Stored entries

# # # # # # #

use super::backend::{Entry, StorageBackend};
use crate::error::{DaimonError, Result};
use crate::paths;
use std::cell::RefCell;
use std::collections::{BTreeMap, BTreeSet};
use std::io::{self, Cursor, Write};
use std::path::{Path, PathBuf};
use std::rc::Rc;

const MEMORY_ROOT: &str = "memory://";

type NoteMap = Rc<RefCell<BTreeMap<String, Vec<u8>>>>;

/// In-memory storage backend for testing.
///
/// Uses `RefCell` for interior mutability since daimon is single-threaded.
/// Notes are shared behind an `Rc` so that append handles can outlive the
/// borrow that created them. Clones share the same state.
#[derive(Clone, Default)]
pub struct MemBackend {
    notes: NoteMap,
    projects: Rc<RefCell<BTreeSet<String>>>,
    simulate_write_error: Rc<RefCell<bool>>,
}

impl MemBackend {
    pub fn new() -> Self {
        Self::default()
    }

    /// Enable write error simulation for testing error handling.
    pub fn set_simulate_write_error(&self, simulate: bool) {
        *self.simulate_write_error.borrow_mut() = simulate;
    }

    fn root(&self) -> &Path {
        Path::new(MEMORY_ROOT)
    }

    fn check_writable(&self, key: &str) -> Result<()> {
        if *self.simulate_write_error.borrow() {
            return Err(DaimonError::Io {
                path: paths::note_key_to_path(self.root(), key),
                source: io::Error::other("simulated write error"),
            });
        }
        Ok(())
    }

    fn ensure_key(&self, key: &str) {
        let mut projects = self.projects.borrow_mut();
        let mut current = key;
        while !current.is_empty() {
            projects.insert(current.to_string());
            current = paths::parent_key(current);
        }
    }

    fn project_exists(&self, key: &str) -> bool {
        key.is_empty() || self.projects.borrow().contains(key)
    }

    fn note_not_found(&self, key: &str) -> DaimonError {
        DaimonError::NotFound {
            path: paths::note_key_to_path(self.root(), key),
        }
    }
}

/// Append handle into a [`MemBackend`] note.
pub struct MemSink {
    notes: NoteMap,
    key: String,
}

impl Write for MemSink {
    fn write(&mut self, buf: &[u8]) -> io::Result<usize> {
        self.notes
            .borrow_mut()
            .entry(self.key.clone())
            .or_default()
            .extend_from_slice(buf);
        Ok(buf.len())
    }

    fn flush(&mut self) -> io::Result<()> {
        Ok(())
    }
}

impl StorageBackend for MemBackend {
    type Reader = Cursor<Vec<u8>>;
    type Writer = MemSink;

    fn resolve_path(&self, logical: &str) -> Result<PathBuf> {
        paths::resolve(self.root(), logical)
    }

    fn resolve_note_path(&self, logical: &str) -> Result<PathBuf> {
        paths::resolve_note(self.root(), logical)
    }

    fn ensure_dir(&self, project: &str) -> Result<()> {
        let key = paths::project_key(project)?;
        self.check_writable(&key)?;
        self.ensure_key(&key);
        Ok(())
    }

    fn remove_tree(&self, project: &str) -> Result<()> {
        let key = paths::project_key(project)?;
        if key.is_empty() {
            return Err(DaimonError::invalid_name(
                project,
                "refusing to remove the notes directory itself",
            ));
        }

        let nested = format!("{}/", key);
        self.projects
            .borrow_mut()
            .retain(|p| p != &key && !p.starts_with(&nested));
        self.notes
            .borrow_mut()
            .retain(|n, _| !n.starts_with(&nested));
        Ok(())
    }

    fn entries(&self, project: &str) -> Result<Vec<Entry>> {
        let key = paths::project_key(project)?;
        if !self.project_exists(&key) {
            return Err(DaimonError::NotFound {
                path: paths::key_to_path(self.root(), &key),
            });
        }

        let child_name = |path: &str| -> Option<String> {
            if paths::parent_key(path) != key {
                return None;
            }
            Some(paths::base_name(path).to_string())
        };

        let mut entries: Vec<Entry> = self
            .notes
            .borrow()
            .keys()
            .filter_map(|n| child_name(n))
            .map(Entry::note)
            .collect();
        entries.extend(
            self.projects
                .borrow()
                .iter()
                .filter_map(|p| child_name(p))
                .map(Entry::project),
        );

        entries.sort_by(|a, b| a.name.cmp(&b.name).then(a.kind.cmp(&b.kind)));
        Ok(entries)
    }

    fn open_for_read(&self, note: &str) -> Result<Self::Reader> {
        let key = paths::note_key(note)?;
        let notes = self.notes.borrow();
        let content = notes.get(&key).ok_or_else(|| self.note_not_found(&key))?;
        Ok(Cursor::new(content.clone()))
    }

    fn open_for_append(&self, note: &str) -> Result<Self::Writer> {
        let key = paths::note_key(note)?;
        self.check_writable(&key)?;
        self.ensure_key(paths::parent_key(&key));
        self.notes.borrow_mut().entry(key.clone()).or_default();
        Ok(MemSink {
            notes: Rc::clone(&self.notes),
            key,
        })
    }

    fn rename(&self, old: &str, new: &str) -> Result<()> {
        let old_key = paths::note_key(old)?;
        let new_key = paths::note_key(new)?;
        self.check_writable(&new_key)?;

        let content = self
            .notes
            .borrow_mut()
            .remove(&old_key)
            .ok_or_else(|| self.note_not_found(&old_key))?;
        self.ensure_key(paths::parent_key(&new_key));
        self.notes.borrow_mut().insert(new_key, content);
        Ok(())
    }

    fn remove(&self, note: &str) -> Result<()> {
        let key = paths::note_key(note)?;
        self.notes
            .borrow_mut()
            .remove(&key)
            .map(|_| ())
            .ok_or_else(|| self.note_not_found(&key))
    }
}
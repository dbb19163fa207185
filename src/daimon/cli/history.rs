//! REPL line history, persisted one line per entry.
//!
//! History is a convenience: failing to read or write the file is logged and
//! otherwise ignored.

use std::fs::{self, OpenOptions};
use std::io::Write;
use std::path::{Path, PathBuf};
use tracing::{debug, warn};

#[derive(Debug)]
pub struct History {
    path: Option<PathBuf>,
    limit: usize,
    lines: Vec<String>,
}

impl History {
    /// Loads the most recent `limit` lines from `path`. A missing file is empty.
    pub fn load(path: Option<PathBuf>, limit: usize) -> Self {
        let mut lines: Vec<String> = match path.as_deref().map(fs::read_to_string) {
            Some(Ok(content)) => content
                .lines()
                .filter(|l| !l.trim().is_empty())
                .map(str::to_string)
                .collect(),
            Some(Err(e)) if e.kind() != std::io::ErrorKind::NotFound => {
                warn!(error = %e, "could not read history");
                Vec::new()
            }
            _ => Vec::new(),
        };
        if lines.len() > limit {
            lines.drain(..lines.len() - limit);
        }
        debug!(count = lines.len(), "loaded history");

        Self { path, limit, lines }
    }

    /// Records a line. Repeating the previous line is a no-op.
    pub fn push(&mut self, line: &str) {
        let line = line.trim();
        if line.is_empty() || self.limit == 0 || self.lines.last().map(String::as_str) == Some(line)
        {
            return;
        }

        self.lines.push(line.to_string());
        let trimmed = self.lines.len() > self.limit;
        if trimmed {
            self.lines.drain(..self.lines.len() - self.limit);
        }

        if let Some(path) = &self.path {
            let result = if trimmed {
                rewrite(path, &self.lines)
            } else {
                append(path, line)
            };
            if let Err(e) = result {
                warn!(path = %path.display(), error = %e, "could not save history");
            }
        }
    }

    /// Distinct lines, newest first.
    pub fn recent(&self) -> Vec<String> {
        let mut seen = Vec::new();
        for line in self.lines.iter().rev() {
            if !seen.contains(line) {
                seen.push(line.clone());
            }
        }
        seen
    }

    pub fn lines(&self) -> &[String] {
        &self.lines
    }
}

fn ensure_parent(path: &Path) -> std::io::Result<()> {
    match path.parent() {
        Some(parent) if !parent.as_os_str().is_empty() => fs::create_dir_all(parent),
        _ => Ok(()),
    }
}

fn append(path: &Path, line: &str) -> std::io::Result<()> {
    ensure_parent(path)?;
    let mut file = OpenOptions::new().create(true).append(true).open(path)?;
    writeln!(file, "{}", line)
}

fn rewrite(path: &Path, lines: &[String]) -> std::io::Result<()> {
    ensure_parent(path)?;
    let mut content = lines.join("\n");
    content.push('\n');
    fs::write(path, content)
}

#[cfg(test)]
mod tests {
    use super::*;
    use tempfile::TempDir;

    #[test]
    fn test_missing_file_is_empty() {
        let temp = TempDir::new().unwrap();
        let history = History::load(Some(temp.path().join("history")), 10);
        assert!(history.lines().is_empty());
    }

    #[test]
    fn test_push_persists_across_loads() {
        let temp = TempDir::new().unwrap();
        let path = temp.path().join("data").join("history");

        let mut history = History::load(Some(path.clone()), 10);
        history.push("la");
        history.push("p todo");

        let reloaded = History::load(Some(path), 10);
        assert_eq!(reloaded.lines(), ["la", "p todo"]);
    }

    #[test]
    fn test_consecutive_duplicates_are_skipped() {
        let mut history = History::load(None, 10);
        history.push("la");
        history.push("la");
        history.push("  ");
        assert_eq!(history.lines(), ["la"]);
    }

    #[test]
    fn test_limit_is_enforced_on_disk() {
        let temp = TempDir::new().unwrap();
        let path = temp.path().join("history");

        let mut history = History::load(Some(path.clone()), 2);
        history.push("one");
        history.push("two");
        history.push("three");
        assert_eq!(history.lines(), ["two", "three"]);

        let reloaded = History::load(Some(path), 2);
        assert_eq!(reloaded.lines(), ["two", "three"]);
    }

    #[test]
    fn test_recent_is_newest_first_and_distinct() {
        let mut history = History::load(None, 10);
        history.push("la");
        history.push("p a");
        history.push("la");
        assert_eq!(history.recent(), vec!["la", "p a"]);
    }
}
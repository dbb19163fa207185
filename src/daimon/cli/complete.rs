//! REPL completion.
//!
//! Suggestions are full input lines. The first word completes against the
//! command table; later words complete against note or project names,
//! depending on the command and the argument position. Names are re-listed
//! on every keystroke so the suggestions always match what is on disk.

use super::setup::command_words;
use daimon::commands::list::{walk, Walk};
use daimon::store::StorageBackend;
use inquire::autocompletion::{Autocomplete, Replacement};
use inquire::CustomUserError;

/// Which names complete a given argument.
fn source_for(command: &str, position: usize) -> Option<Walk> {
    match (command, position) {
        ("n" | "e", 0) => Some(Walk::All),
        ("p" | "d" | "mv", 0) => Some(Walk::Notes),
        ("mv", 1) => Some(Walk::Projects),
        ("l" | "np" | "lp" | "dp", 0) => Some(Walk::Projects),
        _ => None,
    }
}

/// Full-line candidates for `input`. An empty input offers `history`.
pub fn suggestions<S: StorageBackend>(store: &S, history: &[String], input: &str) -> Vec<String> {
    if input.trim().is_empty() {
        return history.to_vec();
    }

    let mut words: Vec<&str> = input.split_whitespace().collect();
    let current = if input.ends_with(char::is_whitespace) {
        ""
    } else {
        words.pop().unwrap_or_default()
    };

    if words.is_empty() {
        let mut names: Vec<String> = command_words()
            .into_iter()
            .filter(|w| w.starts_with(current))
            .collect();
        names.sort();
        return names;
    }

    let Some(policy) = source_for(words[0], words.len() - 1) else {
        return Vec::new();
    };
    // A missing notes directory simply has nothing to offer.
    let names = walk(store, policy).unwrap_or_default();

    let prefix = words.join(" ");
    names
        .into_iter()
        .filter(|name| name.starts_with(current))
        .map(|name| format!("{} {}", prefix, name))
        .collect()
}

fn longest_common_prefix(candidates: &[String]) -> String {
    let Some(first) = candidates.first() else {
        return String::new();
    };
    let mut len = first.len();
    for other in &candidates[1..] {
        len = first
            .char_indices()
            .zip(other.chars())
            .take_while(|((_, a), b)| a == b)
            .map(|((i, a), _)| i + a.len_utf8())
            .last()
            .unwrap_or(0)
            .min(len);
    }
    first[..len].to_string()
}

/// `inquire` adapter over [`suggestions`].
#[derive(Clone)]
pub struct NameCompleter<S> {
    store: S,
    history: Vec<String>,
}

impl<S: StorageBackend + Clone> NameCompleter<S> {
    pub fn new(store: S, history: Vec<String>) -> Self {
        Self { store, history }
    }
}

impl<S: StorageBackend + Clone> Autocomplete for NameCompleter<S> {
    fn get_suggestions(&mut self, input: &str) -> Result<Vec<String>, CustomUserError> {
        Ok(suggestions(&self.store, &self.history, input))
    }

    fn get_completion(
        &mut self,
        input: &str,
        highlighted_suggestion: Option<String>,
    ) -> Result<Replacement, CustomUserError> {
        if highlighted_suggestion.is_some() {
            return Ok(highlighted_suggestion);
        }

        let candidates = suggestions(&self.store, &self.history, input);
        let completion = longest_common_prefix(&candidates);
        if completion.len() > input.len() {
            Ok(Some(completion))
        } else {
            Ok(None)
        }
    }
}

# # # # # # #

## Brief
Only the lines above from the one with "let mut seen = Vec::new();" through the one with "use tempfile::TempDir;" should be duplicated, character for character.

## Task solution
        let mut seen = Vec::new();
        for line in self.lines.iter().rev() {
            if !seen.contains(line) {
                seen.push(line.clone());
            }
        }
        seen
    }

    pub fn lines(&self) -> &[String] {
        &self.lines
    }
}

fn ensure_parent(path: &Path) -> std::io::Result<()> {
    match path.parent() {
        Some(parent) if !parent.as_os_str().is_empty() => fs::create_dir_all(parent),
        _ => Ok(()),
    }
}

fn append(path: &Path, line: &str) -> std::io::Result<()> {
    ensure_parent(path)?;
    let mut file = OpenOptions::new().create(true).append(true).open(path)?;
    writeln!(file, "{}", line)
}

fn rewrite(path: &Path, lines: &[String]) -> std::io::Result<()> {
    ensure_parent(path)?;
    let mut content = lines.join("\n");
    content.push('\n');
    fs::write(path, content)
}

#[cfg(test)]
mod tests {
    use super::*;
    use tempfile::TempDir;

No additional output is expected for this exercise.